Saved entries
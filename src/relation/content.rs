//! Content items as seen by the aggregator

use serde::{Deserialize, Serialize};

/// Anything that carries an already-loaded set of tags
pub trait TaggedContent {
    fn tags(&self) -> &[String];
}

/// A minimal tagged content item
#[derive(Debug, Clone, PartialEq, Eq, Serialize, Deserialize)]
pub struct ContentItem {
    pub id: String,
    #[serde(default)]
    pub tags: Vec<String>,
}

impl ContentItem {
    pub fn new(id: impl Into<String>) -> Self {
        Self {
            id: id.into(),
            tags: Vec::new(),
        }
    }

    pub fn with_tags<I, S>(mut self, tags: I) -> Self
    where
        I: IntoIterator<Item = S>,
        S: Into<String>,
    {
        self.tags.extend(tags.into_iter().map(Into::into));
        self
    }
}

impl TaggedContent for ContentItem {
    fn tags(&self) -> &[String] {
        &self.tags
    }
}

◆ **Problem description**
As the exercise requires, copy out the data shown above word for word.

◆ **Written answer**
filename src/relation/content.rs
//! Content items as seen by the aggregator

use serde::{Deserialize, Serialize};

/// Anything that carries an already-loaded set of tags
pub trait TaggedContent {
    fn tags(&self) -> &[String];
}

/// A minimal tagged content item
#[derive(Debug, Clone, PartialEq, Eq, Serialize, Deserialize)]
pub struct ContentItem {
    pub id: String,
    #[serde(default)]
    pub tags: Vec<String>,
}

impl ContentItem {
    pub fn new(id: impl Into<String>) -> Self {
        Self {
            id: id.into(),
            tags: Vec::new(),
        }
    }

    pub fn with_tags<I, S>(mut self, tags: I) -> Self
    where
        I: IntoIterator<Item = S>,
        S: Into<String>,
    {
        self.tags.extend(tags.into_iter().map(Into::into));
        self
    }
}

impl TaggedContent for ContentItem {
    fn tags(&self) -> &[String] {
        &self.tags
    }
}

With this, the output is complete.